Blog, Neuigkeiten & Downloads

CAREN – eine völlig neue Art der Neurorehabilitation

Dieser Artikel handelt von CAREN – einem Gangroboter und nicht, wie der Name vermuten lässt, von einem Menschen. CAREN steht für „Computer Assisted Rehabilitation ENvironment“ (Computergestützte Rehabilitationsumgebung). Weltweit gibt es derzeit etwa acht Exemplare dieses innovativen Roboters, einer davon befindet sich in unserer Klinik in Vitznau.

Was ist CAREN?

Dieser Roboter kann zum Training vieler Bewegungsdefizite eingesetzt werden, wie z. B. Gang, Gehgeschwindigkeit, Koordination, Dual-Task-Fähigkeiten, Gleichgewicht, peripheres Sehen und vieles mehr.

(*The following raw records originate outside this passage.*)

//! End-to-end checkpoint lifecycle simulation
//!
//! Simulates a full training run against an in-memory object store:
//! - First run starts fresh, writes improving checkpoints, syncs each epoch
//! - The process "crashes" and a second run resumes from the best upload
//! - The resumed run improves further and re-sync stays idempotent

use std::path::Path;
use std::sync::Arc;

use anyhow::Result;
use checkpoint::{best_checkpoint, Checkpoint, CheckpointSync, ResumeController, ResumeDecision};
use storage::MemoryStore;
use trainer::BestCheckpointWriter;
use trainer_core::EpochMetrics;

fn metrics(val_loss: f64, val_accuracy: f64) -> EpochMetrics {
    EpochMetrics {
        val_loss,
        val_accuracy,
    }
}

/// One simulated epoch: offer weights to the writer, then sync the directory
async fn epoch(
    writer: &mut BestCheckpointWriter,
    sync: &CheckpointSync,
    dir: &Path,
    n: u32,
    m: EpochMetrics,
    weights: &[u8],
) -> Result<usize> {
    writer.write_if_best(n, m, weights)?;
    Ok(sync.sync_epoch(n, dir).await?)
}

#[tokio::test]
async fn test_fresh_run_then_crash_then_resume() -> Result<()> {
    let store = MemoryStore::new();

    // --- First run: fresh start ---
    let run1_dir = tempfile::tempdir()?;
    {
        let resume = ResumeController::new(Arc::new(store.clone()), "3ed");
        assert_eq!(resume.prepare(run1_dir.path()).await?, ResumeDecision::Fresh);

        let mut writer = BestCheckpointWriter::new("3ed", run1_dir.path())?;
        let sync = CheckpointSync::new(Arc::new(store.clone()), "3ed");

        // Epochs 1..4: two improvements, one plateau, one regression.
        assert_eq!(
            epoch(&mut writer, &sync, run1_dir.path(), 1, metrics(0.9, 0.50), b"e1").await?,
            1
        );
        assert_eq!(
            epoch(&mut writer, &sync, run1_dir.path(), 2, metrics(0.6, 0.72), b"e2").await?,
            1
        );
        assert_eq!(
            epoch(&mut writer, &sync, run1_dir.path(), 3, metrics(0.5, 0.72), b"e3").await?,
            0
        );
        assert_eq!(
            epoch(&mut writer, &sync, run1_dir.path(), 4, metrics(0.7, 0.60), b"e4").await?,
            0
        );
    }
    assert_eq!(store.object_count("3ed"), 2);

    // --- Second run: resume after the simulated crash ---
    let run2_dir = tempfile::tempdir()?;
    let resume = ResumeController::new(Arc::new(store.clone()), "3ed");
    let decision = resume.prepare(run2_dir.path()).await?;

    let resumed = match decision {
        ResumeDecision::Resume {
            checkpoint,
            local_path,
        } => {
            assert_eq!(std::fs::read(&local_path)?, b"e2");
            checkpoint
        }
        ResumeDecision::Fresh => panic!("expected a resumable checkpoint"),
    };
    assert_eq!(resumed, Checkpoint::new("3ed", 2, 0.6, 0.72));

    let mut writer = BestCheckpointWriter::new("3ed", run2_dir.path())?;
    writer.seed_best(resumed.val_accuracy);
    let sync = CheckpointSync::new(Arc::new(store.clone()), "3ed");

    // The downloaded checkpoint sits in the directory; the first sync must
    // not re-upload it under its existing name.
    assert_eq!(sync.sync_epoch(0, run2_dir.path()).await?, 0);

    // A weaker epoch is rejected by the seeded watermark, a stronger one
    // lands locally and remotely.
    assert_eq!(
        epoch(&mut writer, &sync, run2_dir.path(), 1, metrics(0.5, 0.65), b"r1").await?,
        0
    );
    assert_eq!(
        epoch(&mut writer, &sync, run2_dir.path(), 2, metrics(0.4, 0.81), b"r2").await?,
        1
    );
    assert_eq!(store.object_count("3ed"), 3);

    // Selection now prefers the resumed run's improvement.
    let best = best_checkpoint(&store, "3ed").await?.unwrap();
    assert_eq!(best, Checkpoint::new("3ed", 2, 0.4, 0.81));

    // Re-running the sync is a no-op.
    assert_eq!(sync.sync_epoch(3, run2_dir.path()).await?, 0);
    assert_eq!(store.object_count("3ed"), 3);
    Ok(())
}

#[tokio::test]
async fn test_namespaces_are_isolated() -> Result<()> {
    let store = MemoryStore::new();

    let dir_a = tempfile::tempdir()?;
    let dir_b = tempfile::tempdir()?;

    let mut writer_a = BestCheckpointWriter::new("3ed", dir_a.path())?;
    let mut writer_b = BestCheckpointWriter::new("m21", dir_b.path())?;
    let sync_a = CheckpointSync::new(Arc::new(store.clone()), "3ed");
    let sync_b = CheckpointSync::new(Arc::new(store.clone()), "m21");

    epoch(&mut writer_a, &sync_a, dir_a.path(), 1, metrics(0.5, 0.70), b"a1").await?;
    epoch(&mut writer_b, &sync_b, dir_b.path(), 1, metrics(0.3, 0.90), b"b1").await?;

    assert_eq!(store.object_count("3ed"), 1);
    assert_eq!(store.object_count("m21"), 1);

    // Each namespace resumes from its own best.
    let best_a = best_checkpoint(&store, "3ed").await?.unwrap();
    let best_b = best_checkpoint(&store, "m21").await?.unwrap();
    assert_eq!(best_a.model_namespace, "3ed");
    assert_eq!(best_b.model_namespace, "m21");
    assert_eq!(best_b.val_accuracy, 0.90);
    Ok(())
}

#[tokio::test]
async fn test_foreign_objects_do_not_break_the_lifecycle() -> Result<()> {
    let store = MemoryStore::new();
    store.insert("3ed", "README.txt", "hand-uploaded notes");
    store.insert("3ed", "3ed-xyz-0.1-0.2.hdf5", "malformed name");

    let dir = tempfile::tempdir()?;
    let resume = ResumeController::new(Arc::new(store.clone()), "3ed");
    assert_eq!(resume.prepare(dir.path()).await?, ResumeDecision::Fresh);

    let mut writer = BestCheckpointWriter::new("3ed", dir.path())?;
    let sync = CheckpointSync::new(Arc::new(store.clone()), "3ed");
    epoch(&mut writer, &sync, dir.path(), 1, metrics(0.5, 0.70), b"e1").await?;

    // The valid checkpoint is now selectable despite the junk around it.
    let best = best_checkpoint(&store, "3ed").await?.unwrap();
    assert_eq!(best.epoch, 1);
    Ok(())
}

Der Begriff „Roboter“ wird CAREN nicht gerecht; es handelt sich vielmehr um eine umfassende, interaktive Rehabilitationsumgebung. Im Zentrum dieser Umgebung steht eine große, bewegliche Plattform mit zwei integrierten Laufbändern. Dadurch lassen sich unterschiedlichste Gehsituationen simulieren – von Steigungen und Gefällen bis hin zu Hindernissen und simulierten Erdbeben. Ergänzt wird dies durch einen 180-Grad-Bildschirm, auf den verschiedene Umgebungen und Spiele projiziert werden können. So tauchen die Patienten in eine virtuelle Welt ein, in der sie gezielt, möglichst realistisch und unter sicheren Bedingungen an ihren individuellen Rehabilitationszielen arbeiten können.

Wie funktioniert CAREN?

Aus Sicherheitsgründen werden die Patienten zunächst mit einem speziellen Gurt gesichert und mit selbstreflektierenden Markierungen versehen. Außerdem werden Bewegungssensoren (IMUs) oder EMG-Sensoren angebracht, um Echtzeit-Feedback zu erhalten.

Nach den Vorbereitungen können die Patienten in den ersten Trainingseinheiten eines der bestehenden Spiele oder Umgebungen auswählen. Unser Reha-Ingenieur oder die Programmierer des Forschungsinstituts LLUI (Institut der Universität Luzernsee), mit dem wir zusammenarbeiten, können die Umgebungen an die Wünsche und Bedürfnisse unserer Patienten anpassen oder neu gestalten. Die Patienten können im Stehen oder Gehen verschiedene Ziele verfolgen. Zur Verbesserung des Gangbildes gibt es beispielsweise die „Seilbrücke“, bei der man auf einem Laufband in einer vom Therapeuten oder vom Patienten selbst gewählten Geschwindigkeit über eine Brücke geht. Oder die „Italienischen Alpen“, bei denen man Pizza-Zutaten auf einer Straße sammeln muss, indem man auf dem Laufband mehr nach rechts oder links tritt. Besonders anspruchsvoll sind „Mikroben“ oder „Störung“, bei denen man entweder seinen Gang anpassen muss, um einem virtuellen Objekt auszuweichen, oder durch äußere Einflüsse (Bewegungen der Plattform oder des Laufbands) gestört werden muss. Ein weiteres Beispiel ist der „Drachenflieger“, bei dem man gleichzeitig gehen und einen Drachen steuern muss, um die Fähigkeit zur gleichzeitigen Bewältigung von Aufgaben zu verbessern.

Was ist das Besondere an CAREN?

Dieser Roboter vereint mehrere Funktionen in einem Gerät und kann daher viele Defizite gleichzeitig behandeln. Eine weitere Besonderheit ist seine Anpassungsfähigkeit: Patienten können in Umgebungen oder Spielen trainieren, in denen sie sich am wohlsten fühlen oder die sie am meisten motivieren. Dank der Sensoren werden alle Trainingsdaten in Echtzeit erfasst und analysiert. Durch die Echtzeitmessung erhalten Patienten sofortiges Feedback zu Fehlhaltungen oder unregelmäßigen Gangmustern und können diese direkt unter Anleitung des Therapeuten korrigieren.